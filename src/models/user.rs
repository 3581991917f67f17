//! User aggregate
//!
//! The root of everything persisted: the transaction list, the derived
//! category totals and the vendor directory.

use serde::{Deserialize, Serialize};
use std::collections::BTreeMap;

use super::category::Category;
use super::ids::TransactionId;
use super::money::Money;
use super::transaction::Transaction;
use super::vendor::Vendor;
use crate::services::aggregate::aggregate_by_category;

/// A single user's spending data
#[derive(Debug, Clone, Default, PartialEq, Serialize, Deserialize)]
pub struct User {
    #[serde(default)]
    pub transactions: Vec<Transaction>,

    /// Category name -> unfiltered spending total
    #[serde(default)]
    pub categories: BTreeMap<String, Category>,

    /// Every vendor seen so far, in order of first use
    #[serde(default)]
    pub vendors: Vec<Vendor>,
}

impl User {
    /// The user created on first run: no transactions, categories or vendors
    pub fn create_default_user() -> Self {
        Self::default()
    }

    /// Record a transaction, updating its category total and the vendor directory
    pub fn add_transaction(&mut self, transaction: Transaction) {
        self.categories
            .entry(transaction.category.clone())
            .or_insert_with(|| Category::new(transaction.category.clone(), Money::zero()))
            .add_spending(transaction.amount);

        self.remember_vendor(&transaction.vendor);
        self.transactions.push(transaction);
    }

    /// Remove a transaction by ID, returning it if it existed
    ///
    /// A category disappears once its last transaction is removed.
    pub fn remove_transaction(&mut self, id: TransactionId) -> Option<Transaction> {
        let index = self.transactions.iter().position(|t| t.id == id)?;
        let removed = self.transactions.remove(index);

        let still_used = self
            .transactions
            .iter()
            .any(|t| t.category == removed.category);

        if still_used {
            if let Some(category) = self.categories.get_mut(&removed.category) {
                category.remove_spending(removed.amount);
            }
        } else {
            self.categories.remove(&removed.category);
        }

        Some(removed)
    }

    /// Transactions whose full UUID or short `txn-xxxxxxxx` form matches
    pub fn find_transactions(&self, identifier: &str) -> Vec<&Transaction> {
        self.transactions
            .iter()
            .filter(|t| t.id.matches(identifier))
            .collect()
    }

    /// Rebuild category totals from the transaction list
    pub fn recompute_categories(&mut self) {
        self.categories = aggregate_by_category(&self.transactions);
    }

    /// Add a vendor to the directory unless an equivalent one is present
    pub fn remember_vendor(&mut self, vendor: &Vendor) {
        if !self.vendors.iter().any(|v| v.same_as(vendor)) {
            self.vendors.push(vendor.clone());
        }
    }
}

——

== Problem description ==
Using the material above, return each line in which the word "first" occurs.

== Your response ==
    /// Every vendor seen so far, in order of first use
    /// The user created on first run: no transactions, categories or vendors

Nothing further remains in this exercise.